Przedstawione powyżej wydarzenia, są jednymi z najbardziej znanych ciemnych kart początków badań klinicznych. Niewiele jednak osób słyszało o szeregu innych ‘badań’, które współcześnie nie miałyby racji bytu a ich twórcy szybko zostaliby skazani na wiele lat więzienia. I tak na przykład:

- w latach 20 XX wieku w jednym z nowojorskich sierocińców prowadzono badania nad szkorbutem polegające na...wyłączeniu z diety dzieci soku z cytrusów stanowiących znaczącą dawkę witaminy C

- w latach 50 XX wieku przeprowadzono analizę reakcji ludzkiego układu immunologicznego w odpowiedzi na wystąpienie zmian nowotworowych - do badania zaangażowano 22 starsze osoby, którym...wstrzyknięto komórki nowotworowe

- w amerykańskim WillowbrookHospital przedmiotem badań była szczepionka przeciwko zapaleniu wątroby – jako ‘model schorzenia’ posłużyło 700 chorych psychicznie dzieci, które zainfekowano żywym wirusem zapalenia wątroby.
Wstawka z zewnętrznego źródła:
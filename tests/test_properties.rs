use std::collections::BTreeMap;

use hopmesh_scheduler::domain::metrics::metrics_sink::{JsonLinesSink, MemorySink};
use hopmesh_scheduler::domain::network::topology::NetworkTopology;
use hopmesh_scheduler::domain::scheduler::hop_aware_scheduler::HopAwareScheduler;
use hopmesh_scheduler::domain::scheduler::queue_state::QueueState;
use hopmesh_scheduler::domain::scheduler::scheduler_config::SchedulerConfig;
use hopmesh_scheduler::domain::simulator::scenario::Scenario;
use hopmesh_scheduler::domain::traffic::packet::Packet;
use hopmesh_scheduler::domain::traffic::sap_class::SapClass;
use hopmesh_scheduler::domain::traffic::traffic_source::ScriptedTraffic;
use hopmesh_scheduler::domain::utils::id::{ClassId, NodeId};

fn grid_scenario(config: SchedulerConfig, seed: u64) -> Scenario {
    let classes = vec![SapClass::new(ClassId::new(1), 0.4, 1.0, 0.3, 6), SapClass::new(ClassId::new(2), 0.2, 2.0, 0.1, 3)];
    Scenario::new(NetworkTopology::grid(3, 3, 1.0).unwrap(), classes, config).unwrap().with_frames(200).with_seed(seed)
}

#[test]
fn test_weights_never_negative() {
    // Large steps and a target of zero push weights hard against the lower bound.
    let config = SchedulerConfig { step_size: 5.0, hop_penalty: 0.1, ..Default::default() };
    let classes = vec![SapClass::new(ClassId::new(1), 0.5, 1.0, 0.0, 6)];
    let scenario = Scenario::new(NetworkTopology::grid(3, 3, 1.0).unwrap(), classes, config).unwrap().with_frames(100).with_seed(3);
    let mut sink = MemorySink::new();

    scenario.run("clamp", &mut sink).unwrap();

    for record in &sink.records {
        for weight in &record.weights {
            assert!(weight.weight >= 0.0 && weight.weight.is_finite(), "Weight of ({}, {}) is {} in frame {}", weight.node, weight.class, weight.weight, record.frame);
        }
    }
}

#[test]
fn test_transmissions_never_exceed_node_capacity() {
    let topology = NetworkTopology::grid(3, 3, 1.0).unwrap();
    let class = SapClass::new(ClassId::new(1), 0.0, 1.0, 1.0, 8);
    let classes: BTreeMap<ClassId, SapClass> = [(class.id, class.clone())].into_iter().collect();

    for slots_per_node in 1..=3 {
        let mut queues = QueueState::new(&[class.clone()]);
        let mut seq = 0;
        for holder in 0..9 {
            for destination in (0..9).filter(|d| *d != holder) {
                let packet = Packet::new(seq, NodeId::new(holder), NodeId::new(destination), class.id, 0, 8);
                queues.enqueue(NodeId::new(holder), class.id, packet);
                seq += 1;
            }
        }

        let mut scheduler = HopAwareScheduler::new(SchedulerConfig { slots_per_node, ..Default::default() });
        let decision = scheduler.plan_frame(&mut queues, &classes, &topology);

        let per_node = decision.per_node();
        assert_eq!(per_node.len(), 9, "Every node has feasible packets and should transmit.");
        for (node, count) in per_node {
            assert_eq!(count, slots_per_node, "Node {} used {} of {} slots.", node, count, slots_per_node);
        }
        scheduler.finish_frame(&mut queues, &decision);
    }
}

#[test]
fn test_runs_are_byte_identical() {
    let run = |seed: u64| -> Vec<u8> {
        let scenario = grid_scenario(SchedulerConfig::default(), seed);
        let mut sink = JsonLinesSink::new(Vec::new());
        scenario.run("determinism", &mut sink).unwrap();
        sink.into_inner().unwrap()
    };

    let first = run(42);
    let second = run(42);
    assert!(!first.is_empty());
    assert_eq!(first, second, "Identical inputs must produce identical records.");

    let other_seed = run(43);
    assert_ne!(first, other_seed, "A different seed should change the traffic.");
}

#[test]
fn test_shorter_hop_budget_never_increases_uncontended_latency() {
    let class_id = ClassId::new(0);
    let mut mean_latencies = Vec::new();

    for hop_budget in 1..=5 {
        let class = SapClass::new(class_id, 0.0, 1.0, 0.5, hop_budget);
        let scenario = Scenario::new(NetworkTopology::line(6).unwrap(), vec![class], SchedulerConfig::default()).unwrap().with_frames(60);

        // One packet every ten frames, so packets never compete for a slot.
        let mut traffic = ScriptedTraffic::new();
        for distance in 1..=5u32 {
            traffic = traffic.inject(u64::from(distance - 1) * 10, NodeId::new(0), NodeId::new(distance), class_id, hop_budget);
        }

        let summary = scenario.run_with(&format!("h={}", hop_budget), &mut traffic, &mut MemorySink::new()).unwrap();
        assert_eq!(summary.delivered + summary.dropped, 5);
        mean_latencies.push(summary.mean_latency.unwrap());
    }

    for window in mean_latencies.windows(2) {
        assert!(window[0] <= window[1], "Mean latency grew for a shorter hop budget: {:?}", mean_latencies);
    }
}

#[test]
fn test_hop_pressure_orders_contending_classes() {
    // Line 0-1-2-3 with one slot per node. Both packets start at node 0 and compete for its slot:
    // class 2 has to travel three hops, class 1 a single one.
    let near = ClassId::new(1);
    let far = ClassId::new(2);
    let expected = [(1, 1, 1.0), (2, 1, 2.0), (3, 2, 2.5), (4, 2, 2.5), (6, 2, 2.5)];
    let mut mean_latencies = Vec::new();

    for (hop_budget, delivered, mean_latency) in expected {
        let classes = vec![SapClass::new(near, 0.0, 1.0, 1.0, hop_budget), SapClass::new(far, 0.0, 1.0, 1.0, hop_budget)];
        let scenario = Scenario::new(NetworkTopology::line(4).unwrap(), classes, SchedulerConfig::default()).unwrap().with_frames(5);
        let mut traffic = ScriptedTraffic::new()
            .inject(0, NodeId::new(0), NodeId::new(1), near, hop_budget)
            .inject(0, NodeId::new(0), NodeId::new(3), far, hop_budget);
        let mut sink = MemorySink::new();

        let summary = scenario.run_with(&format!("h={}", hop_budget), &mut traffic, &mut sink).unwrap();

        // Equal pressure at budget 1 leaves the tie to the lower class; from budget 2 on the far
        // packet has less slack and takes the slot first, even when it cannot arrive.
        let first = sink.records[0].classes[&near].delivered;
        assert_eq!(first, if hop_budget == 1 { 1 } else { 0 }, "Wrong winner of frame 0 for hop budget {}.", hop_budget);

        assert_eq!(summary.delivered, delivered, "Deliveries for hop budget {}.", hop_budget);
        assert_eq!(summary.delivered + summary.dropped, 2);
        assert_eq!(summary.mean_latency, Some(mean_latency), "Mean latency for hop budget {}.", hop_budget);
        mean_latencies.push(mean_latency);
    }

    assert!(mean_latencies.windows(2).all(|pair| pair[0] <= pair[1]), "Mean latency grew for a shorter hop budget: {:?}", mean_latencies);
}

#[test]
fn test_unreachable_destination_is_skipped_for_ten_thousand_frames() {
    const FRAMES: u64 = 10_000;
    let class_id = ClassId::new(0);
    let class = SapClass::new(class_id, 0.0, 1.0, 0.5, 4);
    let topology = NetworkTopology::from_edges(&[(0, 1), (2, 3)]).unwrap();
    let scenario = Scenario::new(topology, vec![class], SchedulerConfig::default()).unwrap();

    // A fresh stranded packet every frame keeps the head of node 0 unreachable for the whole run.
    let mut traffic = (0..FRAMES).fold(ScriptedTraffic::new(), |traffic, frame| traffic.inject(frame, NodeId::new(0), NodeId::new(3), class_id, 4));
    traffic = traffic.inject(0, NodeId::new(2), NodeId::new(3), class_id, 4);
    let mut driver = scenario.driver();
    let mut dropped = 0;

    for frame in 0..FRAMES {
        let record = driver.step(&mut traffic);
        if frame == 0 {
            assert_eq!(record.transmissions, 1, "The reachable packet should still be forwarded.");
            assert_eq!(record.classes[&class_id].delivered, 1);
        } else {
            assert_eq!(record.transmissions, 0);
        }
        assert_eq!(record.skipped, 1, "The stranded head should be skipped in frame {}.", frame);

        // Each stranded packet burns its four hops in frames f..f+3 and is dropped in frame f+3.
        let expected_drops = if frame >= 3 { 1 } else { 0 };
        assert_eq!(record.classes[&class_id].dropped, expected_drops, "Unexpected drops in frame {}.", frame);
        dropped += record.classes[&class_id].dropped;
    }

    assert_eq!(dropped, FRAMES - 3);
    assert_eq!(driver.queues().length(NodeId::new(0), class_id), 3, "Only the packets of the last three frames are still queued.");
    assert_eq!(driver.current_frame(), FRAMES);
}

#[test]
fn test_partitioned_mesh_keeps_delivering() {
    // Two components, so most destinations drawn by the Poisson source are out of reach.
    let topology = NetworkTopology::from_edges(&[(0, 1), (1, 2), (3, 4), (4, 5)]).unwrap();
    let class = SapClass::new(ClassId::new(1), 0.2, 1.0, 0.2, 8);
    let scenario = Scenario::new(topology, vec![class], SchedulerConfig::default()).unwrap().with_frames(2000).with_seed(5);
    let mut sink = MemorySink::new();

    let summary = scenario.run("partitioned", &mut sink).unwrap();

    let late_delivered: u64 = sink.records[1000..].iter().map(|record| record.total().delivered).sum();
    assert!(late_delivered > 0, "Stranded packets must not block reachable traffic for the rest of the run.");
    assert!(summary.dropped > 0, "Stranded packets should run out of hops.");
    assert!(
        summary.still_queued * 10 < summary.generated,
        "Backlog keeps growing: {} of {} packets still queued.",
        summary.still_queued,
        summary.generated
    );
}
Podobna historia miała miejsce podczas badań nad lekiem przeciwmalarycznym, kiedy to chore psychicznie osoby zarażono malarią przez transfuzję zainfekowanej krwi.

 

Dziś nie wyobrażamy sobie dopuszczenia do obrotu substancji, która nie przeszła szeregu badań od testów na komórkach, przez testy na zwierzętach aż do kompleksowych badań na szczegółowo scharakteryzowanych przedstawicielach populacji ludzkiej. Należy jednak mieć świadomość, że badania kliniczne, tak jak każda dziedzina nauki kryje mroczne sekrety. Przedstawione powyżej to jedne z najbardziej niechlubnych. Jednak jak się okazuje, również one były potrzebne. Bo to właśnie głównie one doprowadziły do stworzenia kompleksowego protokołu prowadzenia badań na ludziach oraz regulacji prawnych gwarantujących bezpieczeństwo i swobodę podejmowania decyzji pacjentom.